MONDAY’S DATA from the Census Bureau should sharpen the debate on bilingual education. The bureau reported that immigrants make up 11 percent of the U.S. population, the biggest share since the 1930s. This influx is a source of economic and cultural energy but also a potential source of social strain; the net effect depends on how successfully the immigrants blend into the mainstream and share in the nation’s upward mobility. But the bureau also reported that nearly one in five Americans do not speak English at home. Among Spanish speakers, only half the adults described themselves as speaking English well. Ensuring that the children of these families are equipped with fluent English should be a national priority.

Unfortunately, the bilingual education offered in most parts of the country does not promote English fluency. The Census Bureau reports that only two-thirds of school-age children in Spanish-speaking homes describe themselves as speaking English very well. This is a shamefully low number: Children pick up languages with relative ease, and the school system ought to be able to deliver near universal fluency. But bilingual programs often involve teaching mainly in Spanish, with rather desultory efforts to teach English as a second language on the side. Though empirical studies deliver a mixed verdict on this question, it seems likely that students would learn more English if they were immersed in it.

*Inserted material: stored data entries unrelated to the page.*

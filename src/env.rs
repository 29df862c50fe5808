use std::collections::BTreeMap;

/// Credential lookup: an optional dotenv map layered over the process
/// environment. Handlers resolve server-side fallback keys through this so
/// tests can inject credentials without touching global state.
#[derive(Clone, Default)]
pub struct Env {
    pub dotenv: BTreeMap<String, String>,
}

impl std::fmt::Debug for Env {
    fn fmt(&self, f: &mut std::fmt::Formatter<'_>) -> std::fmt::Result {
        let keys: Vec<&str> = self.dotenv.keys().map(|key| key.as_str()).collect();
        f.debug_struct("Env").field("dotenv_keys", &keys).finish()
    }
}

impl Env {
    pub fn parse_dotenv(contents: &str) -> Self {
        Self {
            dotenv: parse_dotenv(contents),
        }
    }

    pub fn with_var(mut self, key: impl Into<String>, value: impl Into<String>) -> Self {
        self.dotenv.insert(key.into(), value.into());
        self
    }

    pub fn get(&self, key: &str) -> Option<String> {
        if let Some(value) = self.dotenv.get(key) {
            return Some(value.clone());
        }
        std::env::var(key)
            .ok()
            .filter(|value| !value.trim().is_empty())
    }

    pub fn is_set(&self, key: &str) -> bool {
        self.get(key).is_some()
    }
}

pub fn parse_dotenv(contents: &str) -> BTreeMap<String, String> {
    let mut out = BTreeMap::<String, String>::new();

    for raw_line in contents.lines() {
        let line = raw_line.trim();
        if line.is_empty() || line.starts_with('#') {
            continue;
        }

        let line = line.strip_prefix("export ").unwrap_or(line).trim();
        let Some((raw_key, raw_value)) = line.split_once('=') else {
            continue;
        };
        let key = raw_key.trim();
        if key.is_empty() {
            continue;
        }

        let mut value = raw_value.trim().to_string();
        if let Some(stripped) = value
            .strip_prefix('"')
            .and_then(|v| v.strip_suffix('"'))
            .or_else(|| value.strip_prefix('\'').and_then(|v| v.strip_suffix('\'')))
        {
            value = stripped.to_string();
        }

        if value.trim().is_empty() {
            continue;
        }

        out.insert(key.to_string(), value);
    }

    out
}
pub mod modelscope;
pub mod openrouter;

pub use modelscope::ModelScopeImages;
pub use openrouter::{GEMINI_IMAGE_MODEL, GPT_IMAGE_MODEL, OpenRouterChat};
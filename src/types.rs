use serde::{Deserialize, Serialize};
use serde_json::{Map, Value};

/// Body of `POST /generate`. Field names are the browser wire contract;
/// `apikey` is lowercase there while `/prompt-optimize` uses `apiKey`.
#[derive(Clone, Debug, Deserialize)]
pub struct GenerateRequest {
    pub model: String,
    #[serde(default)]
    pub apikey: Option<String>,
    #[serde(default)]
    pub prompt: Option<String>,
    #[serde(default)]
    pub images: Vec<String>,
    #[serde(default)]
    pub parameters: Option<Map<String, Value>>,
    #[serde(default)]
    pub timeout: Option<u64>,
}

impl GenerateRequest {
    /// Caller-supplied poll budget in seconds. Zero means "not set", like
    /// every other absent field on this loosely-typed surface.
    pub fn timeout_secs(&self) -> Option<u64> {
        self.timeout.filter(|secs| *secs > 0)
    }

    pub fn client_api_key(&self) -> Option<&str> {
        self.apikey
            .as_deref()
            .map(str::trim)
            .filter(|key| !key.is_empty())
    }
}

/// Uniform adapter outcome. Conversational models may legitimately answer
/// with prose instead of an image; the HTTP layer decides what that means.
#[derive(Clone, Debug, PartialEq, Eq)]
pub enum Generation {
    Image { url: String },
    Text { content: String },
}

#[derive(Debug, Serialize)]
pub struct GenerateResponse {
    #[serde(rename = "imageUrl")]
    pub image_url: String,
}

#[derive(Debug, Deserialize)]
pub struct PromptOptimizeRequest {
    #[serde(default)]
    pub prompt: Option<String>,
    #[serde(rename = "targetModel", default)]
    pub target_model: Option<String>,
    #[serde(rename = "apiKey", default)]
    pub api_key: Option<String>,
}

#[derive(Debug, Serialize)]
pub struct PromptOptimizeResponse {
    pub success: bool,
    #[serde(rename = "optimizedPrompt")]
    pub optimized_prompt: String,
}

#[derive(Debug, Deserialize)]
pub struct DownloadProxyRequest {
    #[serde(rename = "imageUrl", default)]
    pub image_url: Option<String>,
}

#[derive(Debug, Serialize)]
pub struct KeyStatusResponse {
    #[serde(rename = "isSet")]
    pub is_set: bool,
}

#[derive(Debug, Serialize)]
pub struct ErrorResponse {
    pub error: String,
}
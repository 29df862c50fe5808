use thiserror::Error;

#[derive(Debug, Error)]
pub enum RelayError {
    #[error("{0}")]
    MissingApiKey(String),
    #[error("{0}")]
    Validation(String),
    #[error("api error ({status}): {body}")]
    Api {
        status: reqwest::StatusCode,
        body: String,
    },
    #[error("task failed: {0}")]
    TaskFailed(String),
    #[error("task timed out after {seconds} seconds")]
    Timeout { seconds: u64 },
    #[error("http error: {0}")]
    Http(#[from] reqwest::Error),
    #[error("io error: {0}")]
    Io(#[from] std::io::Error),
    #[error("invalid response: {0}")]
    InvalidResponse(String),
    #[error("failed to parse json: {0}")]
    Json(#[from] serde_json::Error),
}

pub type Result<T> = std::result::Result<T, RelayError>;
mod dispatch;
mod env;
mod error;
mod optimize;

pub mod providers;
pub mod server;
pub mod types;
pub mod utils;

pub use dispatch::{
    DEFAULT_TIMEOUT_SECS, Dispatcher, ModelTarget, QWEN_DEFAULT_TIMEOUT_SECS,
    default_timeout_secs,
};
pub use env::{Env, parse_dotenv};
pub use error::{RelayError, Result};
pub use optimize::{DEFAULT_ROLE_FILE, PromptOptimizer};
pub use providers::{ModelScopeImages, OpenRouterChat};
pub use server::{DEFAULT_STATIC_DIR, RelayState, router};
pub use types::{GenerateRequest, Generation};
use futures_util::StreamExt;
use serde::de::DeserializeOwned;

use crate::{RelayError, Result};

const MAX_ERROR_BODY_BYTES: usize = 64 * 1024;

/// Collect a response body as text, capped so a misbehaving provider cannot
/// balloon an error message.
pub(crate) async fn response_text_truncated(
    response: reqwest::Response,
    max_bytes: usize,
) -> String {
    let max_bytes = max_bytes.max(1);
    let mut out = Vec::<u8>::new();
    let mut truncated = false;

    let mut stream = response.bytes_stream();
    while let Some(next) = stream.next().await {
        let Ok(chunk) = next else {
            break;
        };
        let remaining = max_bytes.saturating_sub(out.len());
        if remaining == 0 {
            truncated = true;
            break;
        }
        if chunk.len() <= remaining {
            out.extend_from_slice(chunk.as_ref());
        } else {
            out.extend_from_slice(&chunk.as_ref()[..remaining]);
            truncated = true;
            break;
        }
    }

    let mut body = String::from_utf8_lossy(&out).to_string();
    if truncated {
        if !body.is_empty() {
            body.push('\n');
        }
        body.push_str("...(truncated)");
    }
    body
}

/// Send a request and turn any non-success status into `RelayError::Api`
/// carrying the upstream status and body verbatim.
pub(crate) async fn send_checked(req: reqwest::RequestBuilder) -> Result<reqwest::Response> {
    let response = req.send().await?;
    let status = response.status();
    if !status.is_success() {
        let body = response_text_truncated(response, MAX_ERROR_BODY_BYTES).await;
        return Err(RelayError::Api { status, body });
    }
    Ok(response)
}

pub(crate) async fn send_checked_json<T: DeserializeOwned>(
    req: reqwest::RequestBuilder,
) -> Result<T> {
    let response = send_checked(req).await?;
    Ok(response.json::<T>().await?)
}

A ballot initiative in California did away with bilingual education in 1998, and Arizona followed two years later. The early evidence from California is encouraging. In last year’s standardized tests, second-graders classified as having limited English greatly improved their scores in both reading and math. This success has encouraged the proponents of immersion to organize further initiative campaigns in Colorado and Massachusetts. Oregon and Nevada are two other possible targets.

These promising state experiments should be coupled with support from the federal government. The most plausible argument for bilingual education is not that the method has worked but that it has failed for lack of resources. Poor schools, they say, fall short in almost everything they do; if they embrace immersion teaching, they may fail at that also. Fortunately, the education bill in the Senate authorizes a quadrupling of spending on children with limited English. The House bill, meanwhile, usefully pushes states to set a three-year target for moving students out of special programs into mainstream classes. Until now students have been allowed to spend years in bilingual programs, turning them into a trap rather than a steppingstone.

Given the president’s interest in education and in policy toward Mexican immigrants, the administration ought to take a strong stance on this issue. Mr. Bush should lobby the House-Senate conference committee to retain the Senate’s extra money and the House’s time limits. He should follow up with some cheerleading for the cause of English teaching. Immersion classes may not be a silver-bullet solution. But the status quo is not acceptable.